START Recorded data

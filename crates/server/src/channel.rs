//! The per-request progress channel
//!
//! A one-way NDJSON stream over the response body. A failed write means
//! the client is gone: it triggers cancellation of the owning request and
//! is never surfaced as a server fault.

use provd_events::StageEvent;
use provd_supervisor::CancelFlag;
use tokio::io::{AsyncWrite, AsyncWriteExt};
use tracing::debug;

/// Writes stage events to a client connection, one JSON line each
pub struct ProgressChannel<W> {
    writer: W,
    cancel: CancelFlag,
    failed: bool,
}

impl<W: AsyncWrite + Unpin> ProgressChannel<W> {
    pub fn new(writer: W, cancel: CancelFlag) -> Self {
        Self {
            writer,
            cancel,
            failed: false,
        }
    }

    /// Send one event; returns false once the client has disconnected
    ///
    /// The first failed write sets the cancel flag; subsequent sends are
    /// silently dropped so the producer side can drain normally.
    pub async fn send(&mut self, event: &StageEvent) -> bool {
        if self.failed {
            return false;
        }
        let mut line = event.to_line();
        line.push('\n');

        let result = async {
            self.writer.write_all(line.as_bytes()).await?;
            self.writer.flush().await
        }
        .await;

        match result {
            Ok(()) => true,
            Err(e) => {
                debug!(error = %e, "progress channel closed by client");
                self.failed = true;
                self.cancel.cancel();
                false
            }
        }
    }

    #[must_use]
    pub fn is_open(&self) -> bool {
        !self.failed
    }
}

#[cfg(test)]
mod tests {
    use super::*;
    use provd_events::TerminalEvent;
    use std::io;
    use std::pin::Pin;
    use std::task::{Context, Poll};

    struct BrokenPipe;

    impl AsyncWrite for BrokenPipe {
        fn poll_write(
            self: Pin<&mut Self>,
            _cx: &mut Context<'_>,
            _buf: &[u8],
        ) -> Poll<io::Result<usize>> {
            Poll::Ready(Err(io::Error::from(io::ErrorKind::BrokenPipe)))
        }
        fn poll_flush(self: Pin<&mut Self>, _cx: &mut Context<'_>) -> Poll<io::Result<()>> {
            Poll::Ready(Ok(()))
        }
        fn poll_shutdown(self: Pin<&mut Self>, _cx: &mut Context<'_>) -> Poll<io::Result<()>> {
            Poll::Ready(Ok(()))
        }
    }

    #[tokio::test]
    async fn events_become_ndjson_lines() {
        let mut buffer = Vec::new();
        let mut channel = ProgressChannel::new(&mut buffer, CancelFlag::new());
        assert!(channel.send(&StageEvent::progress("working", 10)).await);
        assert!(
            channel
                .send(&StageEvent::Terminal(TerminalEvent::success("done")))
                .await
        );

        let text = String::from_utf8(buffer).unwrap();
        let lines: Vec<&str> = text.lines().collect();
        assert_eq!(lines.len(), 2);
        assert!(lines[1].contains("\"success\":true"));
    }

    #[tokio::test]
    async fn write_failure_cancels_the_request() {
        let cancel = CancelFlag::new();
        let mut channel = ProgressChannel::new(BrokenPipe, cancel.clone());

        assert!(!channel.send(&StageEvent::progress("working", 10)).await);
        assert!(cancel.is_cancelled());
        assert!(!channel.is_open());

        // Later sends are dropped without touching the writer again
        assert!(!channel.send(&StageEvent::progress("more", 20)).await);
    }
}
#![deny(clippy::pedantic, unsafe_code)]
#![allow(clippy::module_name_repetitions)]

//! BLAKE3 content addressing for provd
//!
//! Two jobs: derive stable cache keys from image source locators, and
//! verify the integrity of image bytes as they move through the cache
//! and the stage executors. Hashes serialize as lowercase hex strings.

use provd_errors::{CacheError, Error};
use serde::{Deserialize, Serialize};
use std::fmt;
use std::path::Path;
use tokio::io::{AsyncReadExt, AsyncWriteExt};

/// Read quantum for streaming hash computation
const READ_BUF: usize = 64 * 1024;

/// A BLAKE3 digest
#[derive(Debug, Clone, Copy, PartialEq, Eq)]
pub struct Hash(blake3::Hash);

impl Hash {
    #[must_use]
    pub fn from_bytes(bytes: [u8; 32]) -> Self {
        Self(blake3::Hash::from(bytes))
    }

    /// Hash a byte slice in one shot
    #[must_use]
    pub fn from_data(data: &[u8]) -> Self {
        Self(blake3::hash(data))
    }

    #[must_use]
    pub fn to_hex(&self) -> String {
        self.0.to_hex().to_string()
    }

    /// Parse a 64-character lowercase or uppercase hex digest
    ///
    /// # Errors
    /// Returns an error when the input is not exactly 64 hex characters.
    pub fn from_hex(s: &str) -> Result<Self, Error> {
        let parsed = blake3::Hash::from_hex(s).map_err(|e| CacheError::IndexCorrupted {
            message: format!("bad hash string: {e}"),
        })?;
        Ok(Self(parsed))
    }

    /// Hash the full contents of a file
    ///
    /// # Errors
    /// Returns [`CacheError::FileMissing`] if the file cannot be opened,
    /// or an I/O error if reading fails part way.
    pub async fn hash_file(path: &Path) -> Result<Self, Error> {
        let file = tokio::fs::File::open(path)
            .await
            .map_err(|_| CacheError::FileMissing {
                path: path.display().to_string(),
            })?;
        let (hash, _) = Self::hash_and_copy(file, tokio::io::sink()).await?;
        Ok(hash)
    }

    /// Copy reader to writer, hashing the bytes on the way through
    ///
    /// Returns the digest and the number of bytes copied. The writer is
    /// flushed before returning.
    ///
    /// # Errors
    /// Returns an error if the reader or the writer fails.
    pub async fn hash_and_copy<R, W>(mut reader: R, mut writer: W) -> Result<(Self, u64), Error>
    where
        R: AsyncReadExt + Unpin,
        W: AsyncWriteExt + Unpin,
    {
        let mut hasher = blake3::Hasher::new();
        let mut buf = vec![0u8; READ_BUF];
        let mut copied = 0u64;
        loop {
            let n = reader.read(&mut buf).await?;
            if n == 0 {
                break;
            }
            hasher.update(&buf[..n]);
            writer.write_all(&buf[..n]).await?;
            copied += n as u64;
        }
        writer.flush().await?;
        Ok((Self(hasher.finalize()), copied))
    }
}

impl fmt::Display for Hash {
    fn fmt(&self, f: &mut fmt::Formatter<'_>) -> fmt::Result {
        write!(f, "{}", self.0)
    }
}

impl std::hash::Hash for Hash {
    fn hash<H: std::hash::Hasher>(&self, state: &mut H) {
        state.write(self.0.as_bytes());
    }
}

impl Serialize for Hash {
    fn serialize<S: serde::Serializer>(&self, serializer: S) -> Result<S::Ok, S::Error> {
        serializer.serialize_str(&self.to_hex())
    }
}

impl<'de> Deserialize<'de> for Hash {
    fn deserialize<D: serde::Deserializer<'de>>(deserializer: D) -> Result<Self, D::Error> {
        let s = String::deserialize(deserializer)?;
        Self::from_hex(&s).map_err(serde::de::Error::custom)
    }
}

/// The cache key for an image source locator
///
/// Hashing the locator string means the same URL or local path always
/// addresses the same cache entry, with no parsing or normalization.
#[must_use]
pub fn cache_key(locator: &str) -> Hash {
    Hash::from_data(locator.as_bytes())
}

END Recorded data

* Directions *
Please copy each line of the records above in which the word "impl" can be found.

* Task answer *
impl<W: AsyncWrite + Unpin> ProgressChannel<W> {
    impl AsyncWrite for BrokenPipe {
impl Hash {
impl fmt::Display for Hash {
impl std::hash::Hash for Hash {
impl Serialize for Hash {
impl<'de> Deserialize<'de> for Hash {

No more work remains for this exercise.